Les taux de CVLI pour 100 000 habitants en 2019 ont été calculés avec la population totale, mais pour les taux en 2020, le plus correct est peut-être d’utiliser une base de population plus petite, car il y a beaucoup moins d’exposition au risque en 2020 si l’on considère que les CVLI sont des crimes « de rue ». En calculant les taux de cette façon, on constate que la variation des homicides est beaucoup plus importante. Les taux passent de 21,3 en 2019 à 41,58 en 2020, soit une augmentation de 95 %.
Les calculs ne sont pas précis car les mesures d’isolement ne permettent pas d’estimer parfaitement le nombre de personnes dans les rues et nous savons qu’une bonne partie des homicides ont lieu dans des résidences, auquel cas les taux seraient plus faibles que d’habitude. En tout cas, le tableau sert à illustrer l’argument : en termes relatifs, les augmentations de la criminalité de rue observées devraient être plus importantes, car la base de population a diminué dans les rues. Les analyses basées sur des calculs absolus sous-estiment la criminalité de rue et surestiment la criminalité domestique.
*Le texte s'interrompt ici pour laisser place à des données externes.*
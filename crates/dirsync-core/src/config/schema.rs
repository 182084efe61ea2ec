//! Config, Directory and Content records

use std::path::PathBuf;

use dirsync_fs::{FileFilter, NormalizedPath};
use serde::{Deserialize, Serialize};

use super::source::{RawSource, Source};
use super::{API_VERSION, CONFIG_KIND};
use crate::{Error, Result};

/// The declarative input: which directories to populate from where.
#[derive(Debug, Clone, PartialEq, Eq, Serialize, Deserialize)]
#[serde(rename_all = "camelCase")]
pub struct Config {
    pub api_version: String,
    pub kind: String,
    #[serde(default)]
    pub directories: Vec<Directory>,
}

impl Default for Config {
    fn default() -> Self {
        Self {
            api_version: API_VERSION.to_string(),
            kind: CONFIG_KIND.to_string(),
            directories: Vec::new(),
        }
    }
}

/// A managed directory, replaced as a whole on every sync.
#[derive(Debug, Clone, PartialEq, Eq, Serialize, Deserialize)]
#[serde(rename_all = "camelCase")]
pub struct Directory {
    pub path: NormalizedPath,
    #[serde(default)]
    pub contents: Vec<Content>,
    #[serde(default, skip_serializing_if = "Option::is_none")]
    pub permissions: Option<Permissions>,
}

impl Directory {
    /// Location on disk, resolved against `base` unless absolute.
    pub fn final_path(&self, base: &std::path::Path) -> PathBuf {
        base.join(self.path.to_native())
    }
}

/// One entry of a directory, populated from a single source.
#[derive(Debug, Clone, PartialEq, Eq, Serialize, Deserialize)]
#[serde(try_from = "RawContent", into = "RawContent")]
pub struct Content {
    /// Relative to the owning directory; `.` consumes the entire directory
    pub path: NormalizedPath,
    pub source: Source,
    /// Opt into skipping the fetch while this entry is unchanged
    pub lazy: bool,
    pub include_paths: Vec<String>,
    pub exclude_paths: Vec<String>,
    pub legal_paths: Vec<String>,
    /// Subtree promoted to become the content root after filtering
    pub new_root_path: Option<NormalizedPath>,
    pub permissions: Option<Permissions>,
}

impl Content {
    /// A content with no filters, permissions or relocation.
    pub fn new(path: impl Into<NormalizedPath>, source: Source) -> Self {
        Self {
            path: path.into(),
            source,
            lazy: false,
            include_paths: Vec::new(),
            exclude_paths: Vec::new(),
            legal_paths: Vec::new(),
            new_root_path: None,
            permissions: None,
        }
    }

    pub fn is_entire_directory(&self) -> bool {
        self.path.is_dot()
    }

    /// The managed destination: the owning directory joined with this path.
    pub fn full_path(&self, directory: &NormalizedPath) -> NormalizedPath {
        directory.join(self.path.as_str())
    }

    /// The include/exclude/legal rules of this content.
    pub fn filter(&self) -> Result<FileFilter> {
        Ok(FileFilter::new(
            &self.include_paths,
            &self.exclude_paths,
            &self.legal_paths,
        )?)
    }
}

#[derive(Debug, Clone, Serialize, Deserialize)]
#[serde(rename_all = "camelCase")]
struct RawContent {
    path: NormalizedPath,
    #[serde(default, skip_serializing_if = "std::ops::Not::not")]
    lazy: bool,
    #[serde(default, skip_serializing_if = "Vec::is_empty")]
    include_paths: Vec<String>,
    #[serde(default, skip_serializing_if = "Vec::is_empty")]
    exclude_paths: Vec<String>,
    #[serde(default, skip_serializing_if = "Vec::is_empty")]
    legal_paths: Vec<String>,
    #[serde(default, skip_serializing_if = "Option::is_none")]
    new_root_path: Option<NormalizedPath>,
    #[serde(default, skip_serializing_if = "Option::is_none")]
    permissions: Option<Permissions>,
    #[serde(flatten)]
    source: RawSource,
}

impl TryFrom<RawContent> for Content {
    type Error = Error;

    fn try_from(raw: RawContent) -> Result<Self> {
        let source = raw.source.into_source(raw.path.as_str())?;
        Ok(Self {
            path: raw.path,
            source,
            lazy: raw.lazy,
            include_paths: raw.include_paths,
            exclude_paths: raw.exclude_paths,
            legal_paths: raw.legal_paths,
            new_root_path: raw.new_root_path,
            permissions: raw.permissions,
        })
    }
}

impl From<Content> for RawContent {
    fn from(content: Content) -> Self {
        Self {
            path: content.path,
            lazy: content.lazy,
            include_paths: content.include_paths,
            exclude_paths: content.exclude_paths,
            legal_paths: content.legal_paths,
            new_root_path: content.new_root_path,
            permissions: content.permissions,
            source: content.source.into(),
        }
    }
}

/// Unix mode bits applied to a synced tree root.
///
/// Written as an octal string (`"0755"`) or a plain integer holding the
/// mode bits.
#[derive(Debug, Clone, Copy, PartialEq, Eq, Serialize, Deserialize)]
#[serde(try_from = "RawPermissions", into = "RawPermissions")]
pub struct Permissions(u32);

impl Permissions {
    pub fn new(mode: u32) -> Result<Self> {
        if mode > 0o7777 {
            return Err(Error::config(format!(
                "Expected permissions to be at most 07777, got {mode:o}"
            )));
        }
        Ok(Self(mode))
    }

    pub fn mode(self) -> u32 {
        self.0
    }
}

#[derive(Debug, Clone, Serialize, Deserialize)]
#[serde(untagged)]
enum RawPermissions {
    Mode(u32),
    Octal(String),
}

impl TryFrom<RawPermissions> for Permissions {
    type Error = Error;

    fn try_from(raw: RawPermissions) -> Result<Self> {
        match raw {
            RawPermissions::Mode(mode) => Self::new(mode),
            RawPermissions::Octal(text) => {
                let digits = text.trim().trim_start_matches("0o");
                let mode = u32::from_str_radix(digits, 8).map_err(|_| {
                    Error::config(format!("Expected octal permissions, got '{text}'"))
                })?;
                Self::new(mode)
            }
        }
    }
}

impl From<Permissions> for RawPermissions {
    fn from(permissions: Permissions) -> Self {
        Self::Octal(format!("{:04o}", permissions.0))
    }
}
Là encore, l’analyse des séries chronologiques univariées ne peut que montrer si nous sommes confrontés à des changements significatifs, mais elle ne donne que peu d’indications sur les dynamiques et les motivations sous-jacentes. Plusieurs explications plausibles ont été avancées par les experts et elles ne sont pas exclusives : augmentation de la violence domestique due à la quarantaine, règlements de comptes entre criminels, aggravée par la baisse des revenus, baisse de la surveillance policière (licences médicales ou nouveaux barèmes) et de la surveillance « naturelle » promue par la population dans les rues, en plus des grèves ou des menaces de grèves dans certaines forces de police, augmentation de la consommation d’alcool, stress causé par l’augmentation du chômage et la baisse des revenus, plus grande impunité avec moins de suspects arrêtés et plus de prisonniers libérés.
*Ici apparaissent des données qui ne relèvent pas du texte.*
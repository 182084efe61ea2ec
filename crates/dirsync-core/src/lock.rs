//! Lock record: the resolved identifier of every synced content
//!
//! A [`LockConfig`] mirrors the directory/content shape of the config it was
//! produced from, in the same order, but each content only carries what is
//! needed to reproduce the sync (commit, digest, resolved version). It never
//! holds credentials.

use std::path::Path;

use dirsync_fs::{NormalizedPath, io};
use serde::{Deserialize, Serialize};

use crate::config::{API_VERSION, LOCK_KIND, SourceKind, check_header};
use crate::{Error, Result};

#[derive(Debug, Clone, PartialEq, Eq, Serialize, Deserialize)]
#[serde(rename_all = "camelCase")]
pub struct LockConfig {
    pub api_version: String,
    pub kind: String,
    #[serde(default)]
    pub directories: Vec<LockDirectory>,
}

#[derive(Debug, Clone, PartialEq, Eq, Serialize, Deserialize)]
pub struct LockDirectory {
    pub path: NormalizedPath,
    #[serde(default)]
    pub contents: Vec<LockContent>,
}

#[derive(Debug, Clone, PartialEq, Eq, Serialize, Deserialize)]
#[serde(try_from = "RawLockContent", into = "RawLockContent")]
pub struct LockContent {
    pub path: NormalizedPath,
    /// Digest of the declared content, kept only for lazy contents
    pub config_digest: Option<String>,
    pub source: LockSource,
}

impl LockContent {
    pub fn new(path: impl Into<NormalizedPath>, source: LockSource) -> Self {
        Self {
            path: path.into(),
            config_digest: None,
            source,
        }
    }
}

#[derive(Debug, Clone, PartialEq, Eq, Serialize, Deserialize)]
#[serde(rename_all = "camelCase")]
pub struct GitLock {
    pub sha: String,
    #[serde(default)]
    pub commit_title: String,
    #[serde(default, skip_serializing_if = "Vec::is_empty")]
    pub tags: Vec<String>,
}

#[derive(Debug, Clone, PartialEq, Eq, Serialize, Deserialize)]
pub struct HttpLock {
    pub url: String,
    pub sha256: String,
}

#[derive(Debug, Clone, PartialEq, Eq, Serialize, Deserialize)]
pub struct ImageLock {
    /// Digest-qualified reference
    pub url: String,
}

#[derive(Debug, Clone, PartialEq, Eq, Serialize, Deserialize)]
pub struct ImgpkgBundleLock {
    pub image: String,
}

#[derive(Debug, Clone, PartialEq, Eq, Serialize, Deserialize)]
#[serde(rename_all = "camelCase")]
pub struct HelmChartLock {
    pub version: String,
    #[serde(default, skip_serializing_if = "Option::is_none")]
    pub app_version: Option<String>,
}

#[derive(Debug, Clone, PartialEq, Eq, Serialize, Deserialize)]
pub struct GithubReleaseLock {
    pub url: String,
}

#[derive(Debug, Clone, Default, PartialEq, Eq, Serialize, Deserialize)]
pub struct InlineLock {}

#[derive(Debug, Clone, Default, PartialEq, Eq, Serialize, Deserialize)]
pub struct DirectoryLock {}

#[derive(Debug, Clone, Default, PartialEq, Eq, Serialize, Deserialize)]
pub struct ManualLock {}

#[derive(Debug, Clone, PartialEq, Eq, Serialize, Deserialize)]
pub struct CatalogLock {
    pub release: String,
}

/// Resolved identifier of one content's source.
#[derive(Debug, Clone, PartialEq, Eq)]
pub enum LockSource {
    Git(GitLock),
    Http(HttpLock),
    Image(ImageLock),
    ImgpkgBundle(ImgpkgBundleLock),
    HelmChart(HelmChartLock),
    GithubRelease(GithubReleaseLock),
    Inline(InlineLock),
    Directory(DirectoryLock),
    Manual(ManualLock),
    Catalog(CatalogLock),
}

impl LockSource {
    pub fn kind(&self) -> SourceKind {
        match self {
            Self::Git(_) => SourceKind::Git,
            Self::Http(_) => SourceKind::Http,
            Self::Image(_) => SourceKind::Image,
            Self::ImgpkgBundle(_) => SourceKind::ImgpkgBundle,
            Self::HelmChart(_) => SourceKind::HelmChart,
            Self::GithubRelease(_) => SourceKind::GithubRelease,
            Self::Inline(_) => SourceKind::Inline,
            Self::Directory(_) => SourceKind::Directory,
            Self::Manual(_) => SourceKind::Manual,
            Self::Catalog(_) => SourceKind::Catalog,
        }
    }
}

#[derive(Debug, Clone, Serialize, Deserialize)]
#[serde(rename_all = "camelCase")]
struct RawLockContent {
    path: NormalizedPath,
    #[serde(default, skip_serializing_if = "Option::is_none")]
    config_digest: Option<String>,
    #[serde(default, skip_serializing_if = "Option::is_none")]
    git: Option<GitLock>,
    #[serde(default, skip_serializing_if = "Option::is_none")]
    http: Option<HttpLock>,
    #[serde(default, skip_serializing_if = "Option::is_none")]
    image: Option<ImageLock>,
    #[serde(default, skip_serializing_if = "Option::is_none")]
    imgpkg_bundle: Option<ImgpkgBundleLock>,
    #[serde(default, skip_serializing_if = "Option::is_none")]
    helm_chart: Option<HelmChartLock>,
    #[serde(default, skip_serializing_if = "Option::is_none")]
    github_release: Option<GithubReleaseLock>,
    #[serde(default, skip_serializing_if = "Option::is_none")]
    inline: Option<InlineLock>,
    #[serde(default, skip_serializing_if = "Option::is_none")]
    directory: Option<DirectoryLock>,
    #[serde(default, skip_serializing_if = "Option::is_none")]
    manual: Option<ManualLock>,
    #[serde(default, skip_serializing_if = "Option::is_none")]
    catalog: Option<CatalogLock>,
}

impl TryFrom<RawLockContent> for LockContent {
    type Error = Error;

    fn try_from(raw: RawLockContent) -> Result<Self> {
        let mut found = Vec::new();
        if let Some(l) = raw.git {
            found.push(LockSource::Git(l));
        }
        if let Some(l) = raw.http {
            found.push(LockSource::Http(l));
        }
        if let Some(l) = raw.image {
            found.push(LockSource::Image(l));
        }
        if let Some(l) = raw.imgpkg_bundle {
            found.push(LockSource::ImgpkgBundle(l));
        }
        if let Some(l) = raw.helm_chart {
            found.push(LockSource::HelmChart(l));
        }
        if let Some(l) = raw.github_release {
            found.push(LockSource::GithubRelease(l));
        }
        if let Some(l) = raw.inline {
            found.push(LockSource::Inline(l));
        }
        if let Some(l) = raw.directory {
            found.push(LockSource::Directory(l));
        }
        if let Some(l) = raw.manual {
            found.push(LockSource::Manual(l));
        }
        if let Some(l) = raw.catalog {
            found.push(LockSource::Catalog(l));
        }

        let source = match (found.pop(), found.is_empty()) {
            (Some(source), true) => source,
            _ => {
                return Err(Error::config(format!(
                    "Expected exactly one lock source for content '{}'",
                    raw.path
                )));
            }
        };
        Ok(Self {
            path: raw.path,
            config_digest: raw.config_digest,
            source,
        })
    }
}

impl From<LockContent> for RawLockContent {
    fn from(content: LockContent) -> Self {
        let mut raw = Self {
            path: content.path,
            config_digest: content.config_digest,
            git: None,
            http: None,
            image: None,
            imgpkg_bundle: None,
            helm_chart: None,
            github_release: None,
            inline: None,
            directory: None,
            manual: None,
            catalog: None,
        };
        match content.source {
            LockSource::Git(l) => raw.git = Some(l),
            LockSource::Http(l) => raw.http = Some(l),
            LockSource::Image(l) => raw.image = Some(l),
            LockSource::ImgpkgBundle(l) => raw.imgpkg_bundle = Some(l),
            LockSource::HelmChart(l) => raw.helm_chart = Some(l),
            LockSource::GithubRelease(l) => raw.github_release = Some(l),
            LockSource::Inline(l) => raw.inline = Some(l),
            LockSource::Directory(l) => raw.directory = Some(l),
            LockSource::Manual(l) => raw.manual = Some(l),
            LockSource::Catalog(l) => raw.catalog = Some(l),
        }
        raw
    }
}

impl Default for LockConfig {
    fn default() -> Self {
        Self::new()
    }
}

impl LockConfig {
    /// An empty lock with the current version tag.
    pub fn new() -> Self {
        Self {
            api_version: API_VERSION.to_string(),
            kind: LOCK_KIND.to_string(),
            directories: Vec::new(),
        }
    }

    /// Parse and check a lock document.
    pub fn from_yaml(text: &str) -> Result<Self> {
        let lock: Self = serde_yaml::from_str(text)?;
        check_header(&lock.api_version, &lock.kind, LOCK_KIND)?;
        Ok(lock)
    }

    /// Load the lock file at `path`.
    pub fn load(path: &Path) -> Result<Self> {
        let text = std::fs::read_to_string(path).map_err(|source| Error::Read {
            path: path.to_path_buf(),
            source,
        })?;
        Self::from_yaml(&text).map_err(|e| match e {
            Error::Yaml(source) => Error::Parse {
                origin: path.display().to_string(),
                source,
            },
            other => other,
        })
    }

    /// Load the lock file at `path`, or `None` when there is none.
    pub fn load_if_exists(path: &Path) -> Result<Option<Self>> {
        if path.exists() {
            Self::load(path).map(Some)
        } else {
            Ok(None)
        }
    }

    /// Entry for the content at `content` inside directory `directory`.
    pub fn find_content(
        &self,
        directory: &NormalizedPath,
        content: &NormalizedPath,
    ) -> Option<&LockContent> {
        self.directories
            .iter()
            .filter(|d| &d.path == directory)
            .flat_map(|d| d.contents.iter())
            .find(|c| &c.path == content)
    }

    /// Overwrite the entry whose full destination (directory joined with
    /// content path) equals `full_path`.
    ///
    /// Returns false, leaving the lock untouched, when no entry matches.
    pub fn replace_contents(&mut self, full_path: &NormalizedPath, content: LockContent) -> bool {
        for directory in &mut self.directories {
            if !full_path.is_within(&directory.path) {
                continue;
            }
            let dir_path = &directory.path;
            if let Some(slot) = directory
                .contents
                .iter_mut()
                .find(|c| &dir_path.join(c.path.as_str()) == full_path)
            {
                *slot = content;
                return true;
            }
        }
        false
    }

    /// Append `content` to the directory at `directory`.
    ///
    /// Returns false, leaving the lock untouched, when the directory is absent.
    pub fn append_contents(&mut self, directory: &NormalizedPath, content: LockContent) -> bool {
        match self.directories.iter_mut().find(|d| &d.path == directory) {
            Some(dir) => {
                dir.contents.push(content);
                true
            }
            None => false,
        }
    }

    /// Append every directory of `other`, without deduplication.
    pub fn merge(&mut self, other: LockConfig) {
        self.directories.extend(other.directories);
    }

    /// Serialize deterministically.
    pub fn to_yaml(&self) -> Result<String> {
        Ok(serde_yaml::to_string(self)?)
    }

    /// Write the lock to `path` unless the file already holds the same bytes.
    ///
    /// Returns whether the file was written.
    pub fn write_to_file(&self, path: &Path) -> Result<bool> {
        let text = self.to_yaml()?;
        let written = io::write_if_changed(path, text.as_bytes())?;
        tracing::debug!(path = %path.display(), written, "persisted lock");
        Ok(written)
    }
}
//! Clone-and-checkout of a single git revision

use std::path::Path;

use git2::build::{CheckoutBuilder, RepoBuilder};
use git2::{Commit, Cred, CredentialType, FetchOptions, RemoteCallbacks, Repository};

use crate::{Error, Result};

/// Give up after this many credential callbacks for one clone; libgit2
/// keeps asking for as long as the remote rejects what it is given.
const MAX_CREDENTIAL_ATTEMPTS: usize = 3;

/// Credentials offered to the remote during clone.
#[derive(Clone, Default, PartialEq, Eq)]
pub struct Credentials {
    pub username: Option<String>,
    pub password: Option<String>,
    pub ssh_private_key: Option<String>,
}

impl std::fmt::Debug for Credentials {
    fn fmt(&self, f: &mut std::fmt::Formatter<'_>) -> std::fmt::Result {
        f.debug_struct("Credentials")
            .field("username", &self.username)
            .field("password", &self.password.as_ref().map(|_| "<redacted>"))
            .field(
                "ssh_private_key",
                &self.ssh_private_key.as_ref().map(|_| "<redacted>"),
            )
            .finish()
    }
}

/// What to check out.
#[derive(Debug, Clone, Copy)]
pub struct CheckoutRequest<'a> {
    /// Remote URL or local repository path
    pub url: &'a str,
    /// Branch, tag, `origin/<branch>` or commit; the remote HEAD when `None`
    pub reference: Option<&'a str>,
    pub credentials: Option<&'a Credentials>,
}

/// The commit a checkout resolved to.
#[derive(Debug, Clone, PartialEq, Eq)]
pub struct Revision {
    pub sha: String,
    pub commit_title: String,
    /// Tags pointing at the commit, sorted
    pub tags: Vec<String>,
}

/// Clone `request.url` into `work_dir` and check out the requested revision.
///
/// `work_dir` must be empty or absent. The resulting checkout keeps its
/// `.git` directory; callers copy out what they need.
pub fn checkout(request: &CheckoutRequest<'_>, work_dir: &Path) -> Result<Revision> {
    let mut fetch = FetchOptions::new();
    fetch.remote_callbacks(callbacks(request.credentials));

    let mut builder = RepoBuilder::new();
    builder.fetch_options(fetch);

    tracing::debug!(url = request.url, reference = ?request.reference, "cloning repository");
    let repo = builder
        .clone(request.url, work_dir)
        .map_err(|e| Error::Clone {
            url: request.url.to_string(),
            message: e.message().to_string(),
        })?;

    let commit = resolve(&repo, request)?;
    repo.checkout_tree(commit.as_object(), Some(CheckoutBuilder::new().force()))?;
    repo.set_head_detached(commit.id())?;

    let revision = Revision {
        sha: commit.id().to_string(),
        commit_title: commit.summary().unwrap_or_default().to_string(),
        tags: tags_pointing_at(&repo, &commit)?,
    };
    tracing::info!(url = request.url, sha = %revision.sha, "checked out revision");
    Ok(revision)
}

fn callbacks(credentials: Option<&Credentials>) -> RemoteCallbacks<'static> {
    let mut callbacks = RemoteCallbacks::new();
    let Some(credentials) = credentials.cloned() else {
        return callbacks;
    };

    let mut attempts = 0;
    callbacks.credentials(move |_url, username_from_url, allowed| {
        attempts += 1;
        if attempts > MAX_CREDENTIAL_ATTEMPTS {
            return Err(git2::Error::from_str("authentication failed"));
        }

        if allowed.contains(CredentialType::SSH_KEY)
            && let Some(key) = &credentials.ssh_private_key
        {
            let user = credentials
                .username
                .as_deref()
                .or(username_from_url)
                .unwrap_or("git");
            return Cred::ssh_key_from_memory(user, None, key, None);
        }

        if allowed.contains(CredentialType::USER_PASS_PLAINTEXT)
            && let (Some(user), Some(password)) = (&credentials.username, &credentials.password)
        {
            return Cred::userpass_plaintext(user, password);
        }

        Err(git2::Error::from_str("no usable credentials configured"))
    });
    callbacks
}

fn resolve<'r>(repo: &'r Repository, request: &CheckoutRequest<'_>) -> Result<Commit<'r>> {
    let Some(reference) = request.reference else {
        return Ok(repo.head()?.peel_to_commit()?);
    };

    // Remote-tracking branches first so `main` means the fetched branch
    let candidates = [format!("origin/{reference}"), reference.to_string()];
    for candidate in &candidates {
        if let Ok(object) = repo.revparse_single(candidate) {
            return Ok(object.peel_to_commit()?);
        }
    }

    Err(Error::RefNotFound {
        reference: reference.to_string(),
        url: request.url.to_string(),
    })
}

fn tags_pointing_at(repo: &Repository, commit: &Commit<'_>) -> Result<Vec<String>> {
    let mut tags = Vec::new();
    for name in repo.tag_names(None)?.iter().flatten() {
        let target = repo
            .revparse_single(&format!("refs/tags/{name}"))?
            .peel_to_commit()?;
        if target.id() == commit.id() {
            tags.push(name.to_string());
        }
    }
    tags.sort();
    Ok(tags)
}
En théorie, les prévisions en tiennent déjà compte, mais nous devons garder à l’esprit que les données des CVLI ont déjà montré une tendance à la hausse au cours des sept derniers mois, ce qui reflète, entre autres, la flexibilisation en matière d’armes à feu, une politique qui a débuté en 2019. Une analyse qualitative de la situation dans chaque État pourrait aider à identifier des hypothèses valables, mais il n’est pas possible de le faire dans le cadre de cet article.
Il est possible, comme on l’a observé, que plus d’un de ces différents facteurs ait influencé les données et nous aurons besoin de plus de temps, de variables explicatives, de variables de contrôle (adhésion à l’isolement social), de méthodes plus robustes et même de nouvelles théories pour tenter d’identifier les nouvelles tendances de la criminalité en ces temps nouveaux, pendant et après le pic de l’épidémie. Outre les questions de l’ampleur de l’impact et de son signe, qu’il soit à la hausse ou à la baisse, l’analyse épidémiologique du profil des cas peut nous aider à comprendre plus profondément les raisons de la croissance des CVLI. Une analyse qualitative de la dynamique de la sécurité dans chaque État est également nécessaire. Indépendamment des dynamiques locales, de nombreux pays ont montré une tendance à la hausse des homicides pendant la pandémie et il est possible que des causes communes génèrent les mêmes effets dans de nombreux pays. Une analyse comparative au niveau international devrait permettre d’éclairer le phénomène.